More than other literary forms, aphorisms are stimulants to readerly conversation. One finds it difficult to remain silent after reading a good one. Brevity is part of the explanation. We speak in fragments, shards of thought. There may be continuity and logic, even eloquence, but it’s more staccato than legato, with connections implied or silently understood. An aphorism is brief but fully and elegantly packed, like good luggage. With a friend who knows me well, I can say much with little – a working definition of an aphorism. Take this one from Eva Brann’s Doublethink/Doubletalk: Naturalizing Second Thoughts and Twofold Speech (Paul Dry Books, 2016): “Life’s full of incident, especially if you stay home and read and scribble.”

Appreciating a paradox requires a sort of unpacking in the reader’s mind. First we read it literally and accept that it defies pedestrian logic. The opening phrase – “Life’s full of incident” – is so incontestable as to be trite. At least half of life is “incident,” mostly familiar and often tediously repetitive. So what is it about the life of the homebound reader/writer that’s so action-packed? A writer lives in his imagination, which subsumes everything. An hour spent reading, say, Ben Jonson, or working the keyboard, consumes and generates more energy than a softball game.

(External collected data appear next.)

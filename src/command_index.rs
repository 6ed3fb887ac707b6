use once_cell::sync::Lazy;
use regex::Regex;
use serde::{Deserialize, Serialize};
use std::collections::{BTreeMap, BTreeSet};
use tracing::{debug, warn};

static BACKTICK_SPAN: Lazy<Regex> = Lazy::new(|| Regex::new(r"`([^`\n]+)`").unwrap());
static COMMAND_NAME: Lazy<Regex> = Lazy::new(|| Regex::new(r"^[A-Za-z_][\w.+-]*$").unwrap());
/// `- \`cmd\` - 描述`、`| \`cmd\` | 描述 |`、`**\`cmd\`**: 描述` 之类的列表行
static DESCRIBED_LINE: Lazy<Regex> = Lazy::new(|| {
    Regex::new(r"^\s*(?:[-*+]|\d+[.)]|\|)?\s*\**`([^`\n]+)`\**\s*(?:\||[-:—–])?\s*(.*)$").unwrap()
});

/// 命令文本的最大长度，超过的多半是整段代码
const MAX_COMMAND_CHARS: usize = 80;

/// 描述被替换所需的词数倍数
const BETTER_WORD_RATIO: f32 = 1.5;
/// 描述被替换所需的最少新增字符数
const BETTER_EXTRA_CHARS: usize = 20;

/// 从文本中识别出的原始命令
#[derive(Debug, Clone, PartialEq, Eq, Serialize, Deserialize)]
pub struct CommandToken {
    pub raw: String,
    /// 文本给出的说明，没有时为空
    pub description: String,
}

impl CommandToken {
    pub fn new(raw: impl Into<String>, description: impl Into<String>) -> Self {
        Self {
            raw: raw.into(),
            description: description.into(),
        }
    }
}

/// 命令识别规则库
pub trait CommandPatternLibrary: Send + Sync {
    /// 扫描文本，按出现顺序返回命令
    fn scan(&self, text: &str) -> Vec<CommandToken>;
}

/// 默认规则：反引号包裹的片段与 `$ ` 提示符开头的行
#[derive(Debug, Clone, Copy, Default)]
pub struct BasicCommandScanner;

impl CommandPatternLibrary for BasicCommandScanner {
    fn scan(&self, text: &str) -> Vec<CommandToken> {
        let mut tokens = Vec::new();
        for line in text.lines() {
            let trimmed = line.trim();
            if let Some(rest) = trimmed.strip_prefix("$ ") {
                if looks_like_command(rest) {
                    tokens.push(CommandToken::new(trimmed, ""));
                }
                continue;
            }
            for cap in BACKTICK_SPAN.captures_iter(line) {
                let span = &cap[1];
                if looks_like_command(span) {
                    tokens.push(CommandToken::new(span, ""));
                }
            }
        }
        tokens
    }
}

/// 带说明的命令列表（例如生成服务输出的命令参考表）
#[derive(Debug, Clone, Copy, Default)]
pub struct DescribedListScanner;

impl CommandPatternLibrary for DescribedListScanner {
    fn scan(&self, text: &str) -> Vec<CommandToken> {
        text.lines()
            .filter(|line| !is_table_rule(line))
            .filter_map(|line| {
                let caps = DESCRIBED_LINE.captures(line)?;
                let command = caps.get(1)?.as_str();
                if !looks_like_command(command) {
                    return None;
                }
                let description = caps
                    .get(2)
                    .map(|m| clean_description(m.as_str()))
                    .unwrap_or_default();
                Some(CommandToken::new(command, description))
            })
            .collect()
    }
}

fn is_table_rule(line: &str) -> bool {
    let t = line.trim();
    t.starts_with('|') && t.chars().all(|c| matches!(c, '|' | '-' | ':' | ' '))
}

fn clean_description(text: &str) -> String {
    text.split('|')
        .map(str::trim)
        .filter(|s| !s.is_empty())
        .collect::<Vec<_>>()
        .join("; ")
        .replace("**", "")
}

/// 判断片段是否像一条命令：首词是命令名、不是变量赋值、长度合理
fn looks_like_command(text: &str) -> bool {
    let text = text.trim();
    let text = text.strip_prefix("$ ").unwrap_or(text);
    if text.is_empty() || text.chars().count() > MAX_COMMAND_CHARS {
        return false;
    }
    match text.split_whitespace().next() {
        Some(first) => {
            let name = first.rsplit('/').next().unwrap_or(first);
            !first.contains('=') && COMMAND_NAME.is_match(name)
        }
        None => false,
    }
}

/// 规范化命令文本：去首尾空白、去掉开头的 `$ ` 提示符、合并空白、转小写
///
/// 结果为空时返回 None
pub fn canonicalize(raw: &str) -> Option<String> {
    let trimmed = raw.trim();
    let without_prompt = trimmed.strip_prefix("$ ").unwrap_or(trimmed);
    let canonical = without_prompt
        .split_whitespace()
        .collect::<Vec<_>>()
        .join(" ")
        .to_lowercase();
    if canonical.is_empty() {
        None
    } else {
        Some(canonical)
    }
}

/// 新描述是否明显更好：原描述为空，或词数至少 1.5 倍且多出至少 20 个字符
pub fn is_better_description(current: &str, candidate: &str) -> bool {
    let candidate = candidate.trim();
    if candidate.is_empty() {
        return false;
    }
    let current = current.trim();
    if current.is_empty() {
        return true;
    }
    let current_words = current.split_whitespace().count() as f32;
    let candidate_words = candidate.split_whitespace().count() as f32;
    candidate_words >= current_words * BETTER_WORD_RATIO
        && candidate.chars().count() >= current.chars().count() + BETTER_EXTRA_CHARS
}

/// 命令索引条目
#[derive(Debug, Clone, PartialEq, Eq, Serialize, Deserialize)]
pub struct CommandEntry {
    /// 规范化后的命令（索引键）
    pub command: String,
    /// 最早出现的章节
    pub first_seen_chapter: usize,
    pub description: String,
    /// 出现过的章节，只增不减
    pub chapters: BTreeSet<usize>,
    /// 归并到该条目的原始写法
    #[serde(default)]
    pub raw_forms: BTreeSet<String>,
}

/// 同一次提取中多个原始写法规范化为同一个键
#[derive(Debug, Clone, PartialEq, Eq, Serialize, Deserialize)]
pub struct IndexConflict {
    pub canonical: String,
    pub chapter_index: usize,
    pub raw_forms: Vec<String>,
}

/// 某一章节首次引入的命令
#[derive(Debug, Clone, PartialEq, Eq, Serialize, Deserialize)]
pub struct ChapterCommands {
    pub chapter_index: usize,
    pub chapter_title: String,
    pub commands: Vec<String>,
}

/// 按章节组织的命令索引
#[derive(Debug, Clone, PartialEq, Eq, Serialize, Deserialize)]
pub struct CommandIndexView {
    pub total: usize,
    /// 按首次出现的章节分组，章节顺序排列
    pub by_chapter: Vec<ChapterCommands>,
    /// 当前章节首次引入的命令
    pub new_in_chapter: Vec<CommandEntry>,
}

/// 一次提取对索引的改动
#[derive(Debug, Clone, Default, PartialEq, Eq, Serialize, Deserialize)]
pub struct IndexDelta {
    pub added: Vec<String>,
    pub updated: Vec<String>,
    pub conflicts: Vec<IndexConflict>,
}

impl IndexDelta {
    pub fn is_empty(&self) -> bool {
        self.added.is_empty() && self.updated.is_empty() && self.conflicts.is_empty()
    }
}

/// 命令索引
///
/// 跨章节累积，按规范化命令去重；对同一章节重复提取不会产生任何改动
#[derive(Debug, Clone, Default, PartialEq, Serialize, Deserialize)]
pub struct CommandIndex {
    entries: BTreeMap<String, CommandEntry>,
}

impl CommandIndex {
    pub fn new() -> Self {
        Self::default()
    }

    pub fn len(&self) -> usize {
        self.entries.len()
    }

    pub fn is_empty(&self) -> bool {
        self.entries.is_empty()
    }

    pub fn get(&self, raw: &str) -> Option<&CommandEntry> {
        canonicalize(raw).and_then(|key| self.entries.get(&key))
    }

    /// 按命令排序的全部条目
    pub fn entries(&self) -> Vec<CommandEntry> {
        self.entries.values().cloned().collect()
    }

    /// 在该章节首次出现的命令
    pub fn new_in_chapter(&self, chapter_index: usize) -> Vec<&CommandEntry> {
        self.entries
            .values()
            .filter(|e| e.first_seen_chapter == chapter_index)
            .collect()
    }

    /// 按首次出现章节分组的命令
    pub fn by_first_chapter(&self) -> BTreeMap<usize, Vec<String>> {
        let mut grouped: BTreeMap<usize, Vec<String>> = BTreeMap::new();
        for entry in self.entries.values() {
            grouped
                .entry(entry.first_seen_chapter)
                .or_default()
                .push(entry.command.clone());
        }
        grouped
    }

    /// 把一个章节的命令写入索引
    ///
    /// 新命令创建条目；已有命令只追加章节、在新描述明显更好时替换描述。
    /// 多个新写法规范化为同一个键时记为冲突并合并，不会中断
    ///
    /// # 参数
    /// - `chapter_index`: 命令所在章节
    /// - `tokens`: 识别出的命令
    ///
    /// # 返回
    /// 本次新增、更新的命令与冲突；重复提取时为空
    pub fn apply(&mut self, chapter_index: usize, tokens: &[CommandToken]) -> IndexDelta {
        // 按规范化键分组，保留首次出现的顺序
        let mut order: Vec<String> = Vec::new();
        let mut groups: BTreeMap<String, Vec<&CommandToken>> = BTreeMap::new();
        for token in tokens {
            if let Some(key) = canonicalize(&token.raw) {
                let group = groups.entry(key.clone()).or_default();
                if group.is_empty() {
                    order.push(key);
                }
                group.push(token);
            }
        }

        let mut delta = IndexDelta::default();
        for key in order {
            let group = &groups[&key];
            let raw_forms: BTreeSet<String> = group.iter().map(|t| t.raw.trim().to_string()).collect();
            let description = group
                .iter()
                .map(|t| t.description.trim())
                .fold("", |best, d| if is_better_description(best, d) { d } else { best })
                .to_string();

            let known_forms = self.entries.get(&key).map(|e| &e.raw_forms);
            let has_new_form = raw_forms
                .iter()
                .any(|f| known_forms.map(|k| !k.contains(f)).unwrap_or(true));
            if raw_forms.len() > 1 && has_new_form {
                warn!(
                    "章节 {} 中多个写法归并为同一命令 `{}`: {:?}",
                    chapter_index, key, raw_forms
                );
                delta.conflicts.push(IndexConflict {
                    canonical: key.clone(),
                    chapter_index,
                    raw_forms: raw_forms.iter().cloned().collect(),
                });
            }

            match self.entries.get_mut(&key) {
                None => {
                    self.entries.insert(
                        key.clone(),
                        CommandEntry {
                            command: key.clone(),
                            first_seen_chapter: chapter_index,
                            description,
                            chapters: BTreeSet::from([chapter_index]),
                            raw_forms,
                        },
                    );
                    delta.added.push(key);
                }
                Some(entry) => {
                    let mut changed = entry.chapters.insert(chapter_index);
                    if chapter_index < entry.first_seen_chapter {
                        entry.first_seen_chapter = chapter_index;
                    }
                    if is_better_description(&entry.description, &description) {
                        entry.description = description;
                        changed = true;
                    }
                    entry.raw_forms.extend(raw_forms);
                    if changed {
                        delta.updated.push(key);
                    }
                }
            }
        }

        debug!(
            "章节 {} 命令索引更新: 新增 {}，更新 {}，冲突 {}",
            chapter_index,
            delta.added.len(),
            delta.updated.len(),
            delta.conflicts.len()
        );
        delta
    }
}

We’ve just finished reading Brann’s witty little nugget and want to tell her: “You got it. Here’s what happened to me. . .”

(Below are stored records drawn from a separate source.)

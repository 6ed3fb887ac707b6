// 模块声明
pub mod ai;
pub mod chapter_registry;
pub mod chunker;
pub mod command_index;
pub mod config;
pub mod db;
pub mod error;
pub mod fingerprint;
pub mod key_items;
pub mod library;
pub mod man_page;
pub mod parser;
pub mod session;
pub mod store;
pub mod summary;

#[cfg(test)]
mod test_support;

pub use chapter_registry::{BoundarySource, Chapter, ChapterRegistry, Section};
pub use command_index::{CommandEntry, CommandIndex, CommandIndexView, IndexConflict, IndexDelta};
pub use config::StudyConfig;
pub use error::{Result, StudyError};
pub use key_items::{ExtractionMode, KeyItemsReport};
pub use library::Library;
pub use man_page::{ManPageSource, ManPageSummary};
pub use session::{DocumentInfo, StudyServices, StudySession};
pub use store::{KeyValueStore, MemoryStore, SqliteStore};
pub use summary::{DepthTier, SummaryRecord, SummaryRequest, SummaryResponse};
use once_cell::sync::Lazy;
use regex::Regex;

/// 内容分类
pub struct Category {
    /// 标题中使用的短标签，如 "CMD"
    pub tag: &'static str,
    pub label: &'static str,
    /// 关键词回退匹配使用的关键词
    pub keywords: &'static [&'static str],
    /// 数值越小优先级越高
    pub priority: u32,
}

pub static CATEGORIES: &[Category] = &[
    Category {
        tag: "CMD",
        label: "Commands & Utilities",
        keywords: &["command", "utility", "flag", "option", "syntax", "usage", "the `", "arguments", "switches"],
        priority: 1,
    },
    Category {
        tag: "SCRIPT",
        label: "Shell Scripting",
        keywords: &[
            "script", "bash", "shell script", "shebang", "#!/", "loop", "for loop", "while loop",
            "if statement", "case statement", "function", "shell function", "control flow", "variable",
            "shell variable",
        ],
        priority: 2,
    },
    Category {
        tag: "PROG",
        label: "Programming",
        keywords: &[
            "python", "program", "programming", "code", "class", "import", "module", "library", "api",
            "compile", "interpreter", "debug", "algorithm",
        ],
        priority: 3,
    },
    Category {
        tag: "FS",
        label: "File System",
        keywords: &[
            "file", "directory", "folder", "path", "permission", "owner", "group", "link", "symlink",
            "mount", "inode", "filesystem", "file system", "rwx", "chmod", "chown",
        ],
        priority: 4,
    },
    Category {
        tag: "NET",
        label: "Networking",
        keywords: &[
            "network", "ip address", "port", "socket", "http", "ssh", "dns", "tcp", "udp", "firewall",
            "protocol", "remote", "download", "upload", "url", "ftp",
        ],
        priority: 5,
    },
    Category {
        tag: "SYS",
        label: "System Admin",
        keywords: &[
            "process", "service", "daemon", "systemd", "cron", "user account", "package", "install",
            "boot", "kernel", "system", "admin", "root", "sudo", "scheduling", "startup", "environment",
        ],
        priority: 6,
    },
    Category {
        tag: "IO",
        label: "I/O & Redirection",
        keywords: &[
            "redirect", "pipe", "stdin", "stdout", "stderr", "input", "output", "stream", "tee", "> ",
            ">>", "piping", "redirection", "standard input", "standard output", "standard error",
        ],
        priority: 7,
    },
    Category {
        tag: "TEXT",
        label: "Text Processing",
        keywords: &[
            "regex", "regular expression", "pattern matching", "sed", "awk", "grep", "text processing",
            "filter", "sort", "string", "search", "replace", "transform",
        ],
        priority: 8,
    },
    Category {
        tag: "EXAMPLE",
        label: "Examples",
        keywords: &[
            "example", "demonstration", "practice", "exercise", "walkthrough", "step-by-step", "tutorial",
            "hands-on", "try this", "let's",
        ],
        priority: 9,
    },
    Category {
        tag: "TIP",
        label: "Tips & Notes",
        keywords: &[
            "tip", "trick", "best practice", "warning", "caution", "note", "remember", "important",
            "gotcha", "common mistake", "pro tip", "avoid",
        ],
        priority: 10,
    },
    Category {
        tag: "CONCEPT",
        label: "Concepts & Theory",
        keywords: &[
            "concept", "theory", "overview", "introduction", "understanding", "what is", "definition",
            "principle", "architecture", "design", "philosophy", "history", "how it works",
        ],
        priority: 11,
    },
    Category {
        tag: "OVERVIEW",
        label: "Overview",
        keywords: &["chapter overview", "summary", "recap", "review", "key takeaway", "conclusion", "introduction"],
        priority: 12,
    },
];

/// `## [TAG] 标题`
static TAG_HEADING: Lazy<Regex> = Lazy::new(|| Regex::new(r"^##\s+\[([A-Za-z]+)\]\s+(.+)$").unwrap());

/// 关键词都没命中时的默认分类
const DEFAULT_TAG: &str = "CONCEPT";

/// 摘要中带分类的一节
#[derive(Debug, Clone, PartialEq)]
pub struct CategorizedSection {
    pub tag: String,
    /// 去掉标签后的标题
    pub title: String,
    /// 含标题行的完整内容
    pub content: String,
}

pub fn find_category(tag: &str) -> Option<&'static Category> {
    CATEGORIES.iter().find(|c| c.tag.eq_ignore_ascii_case(tag))
}

/// 要求生成服务在每个 `## ` 标题前加分类标签的指令
pub fn category_tags_prompt() -> String {
    let tag_list = CATEGORIES
        .iter()
        .map(|c| format!("  - `[{}]` {}", c.tag, c.label))
        .collect::<Vec<_>>()
        .join("\n");
    format!(
        "IMPORTANT: Prefix EVERY `## ` heading with a category tag in square brackets. \
         Choose the most appropriate tag from this list:\n{}\n\n\
         Example headings:\n  ## [CMD] The `ls` Command\n  ## [CONCEPT] Understanding File Permissions\n  \
         ## [IO] Pipes and Redirection\n  ## [OVERVIEW] Chapter Summary\n\n\
         Every section MUST have exactly one tag. Pick the best fit.",
        tag_list
    )
}

/// 按 `## ` 标题把摘要切分为带分类的小节
///
/// 标题带合法标签时直接采用，否则按关键词推断；第一个标题之前的文字归入 OVERVIEW
pub fn parse_categorized(summary: &str) -> Vec<CategorizedSection> {
    let mut chunks: Vec<String> = Vec::new();
    for line in summary.lines() {
        if line.starts_with("## ") || chunks.is_empty() {
            chunks.push(String::new());
        }
        if let Some(current) = chunks.last_mut() {
            current.push_str(line);
            current.push('\n');
        }
    }

    chunks
        .into_iter()
        .filter(|c| !c.trim().is_empty())
        .map(|chunk| {
            let content = chunk.trim().to_string();
            let first_line = content.lines().next().unwrap_or("").trim();

            if !first_line.starts_with("## ") {
                return CategorizedSection {
                    tag: "OVERVIEW".to_string(),
                    title: "Introduction".to_string(),
                    content,
                };
            }

            let (tag, title) = match TAG_HEADING.captures(first_line) {
                Some(caps) => {
                    let title = caps[2].trim().to_string();
                    match find_category(&caps[1]) {
                        Some(category) => (category.tag.to_string(), title),
                        None => (categorize_by_keywords(&title, &content), title),
                    }
                }
                None => {
                    let title = first_line[3..].trim().to_string();
                    (categorize_by_keywords(&title, &content), title)
                }
            };

            CategorizedSection { tag, title, content }
        })
        .collect()
}

/// 关键词回退分类：标题权重更高，内容只看前 500 个字符
pub fn categorize_by_keywords(heading: &str, content: &str) -> String {
    let heading = heading.to_lowercase();
    let head: String = content.chars().take(500).collect();
    let search_text = format!("{} {} {}", heading, heading, head.to_lowercase());

    let mut best_tag = DEFAULT_TAG;
    let mut best_score = 0.0_f32;
    for category in CATEGORIES {
        let mut score = 0.0_f32;
        for keyword in category.keywords {
            if search_text.contains(keyword) {
                score += 1.0;
                if heading.contains(keyword) {
                    score += 2.0;
                }
            }
        }
        score += (15 - category.priority) as f32 * 0.1;
        if score > best_score {
            best_score = score;
            best_tag = category.tag;
        }
    }
    best_tag.to_string()
}

/// 摘要中出现的分类标签（按首次出现顺序，去重）
pub fn active_tags(sections: &[CategorizedSection]) -> Vec<String> {
    let mut tags: Vec<String> = Vec::new();
    for section in sections {
        if !tags.contains(&section.tag) {
            tags.push(section.tag.clone());
        }
    }
    tags
}

/// 去掉标题中的分类标签，`## [CMD] ls` -> `## ls`
pub fn strip_tag(heading: &str) -> String {
    match TAG_HEADING.captures(heading.trim()) {
        Some(caps) => format!("## {}", caps[2].trim()),
        None => heading.to_string(),
    }
}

The choice of “scribble” is intentionally self-deflating (no one is more self-regarding than a writer). Children scribble, grownups compose. It also recalls the Duke of Gloucester and Edinburgh’s well-known response to being given a volume of Edward Gibbon’s Decline and Fall of the Roman Empire: “Another damned thick book! Always scribble, scribble, scribble! Eh, Mr. Gibbon?” Here’s Brann on another timely issue:

“It’s evidently possible (I offer myself as evidence) to be a populist (in respect to people) who has a liking for and faith in her fellow-citizens and at the same time—horribile dictu—an elitist in respect to culture; I have only the flabbiest liking for the milder phenomena of pop music like barbershop quartets and musicals, big band and swing, folk and movement [?] music, rock and roll, and none for its latter-day harsh morphing.—Elvis is my aberration, but that’s mostly because he looks like Hadrian’s Antinous. And I don’t really love Whitman and I abhor football and the Marx brothers make me yawn. I’m not just occasionally brought up short by this dissonance: perhaps I’m as much European refugee as American assimilant after all. But then, it’s a free country: no one’s bothered but me.”

I sense a shift in the meaning of “populist.” Once it seemed associated with politicians like Wisconsin’s Robert “Fighting Bob” La Follette or, in a different key, William Jennings Bryan. Then came Huey Long (and Willie Stark), and now there’s Donald Trump. The OED first gives specific references to political movements in the U.S. and Russia, and then offers “intended to appeal to or represent the interests of ordinary people.” In other words, more bogus opportunism. I like Brann’s understanding: “a liking for and faith in her fellow-citizens.” Strictly apolitical. Couple that with “an elitist in respect to culture,” and you have a combination I’m comfortable with. To love Dante and Evelyn Waugh is not to hate people who have never heard of them. “Populist elitist” is no oxymoron.

Elsewhere in the book Brann writes: “The sign of psychic health: never grow tired of sameness and welcome otherness.”

1 comment:

The Sanity Inspector said...

By "movement music" he possibly meant protest songs, like "The Lonesome Death Of Hattie Carroll" or "Feel Like I'm Fixing To Die Rag".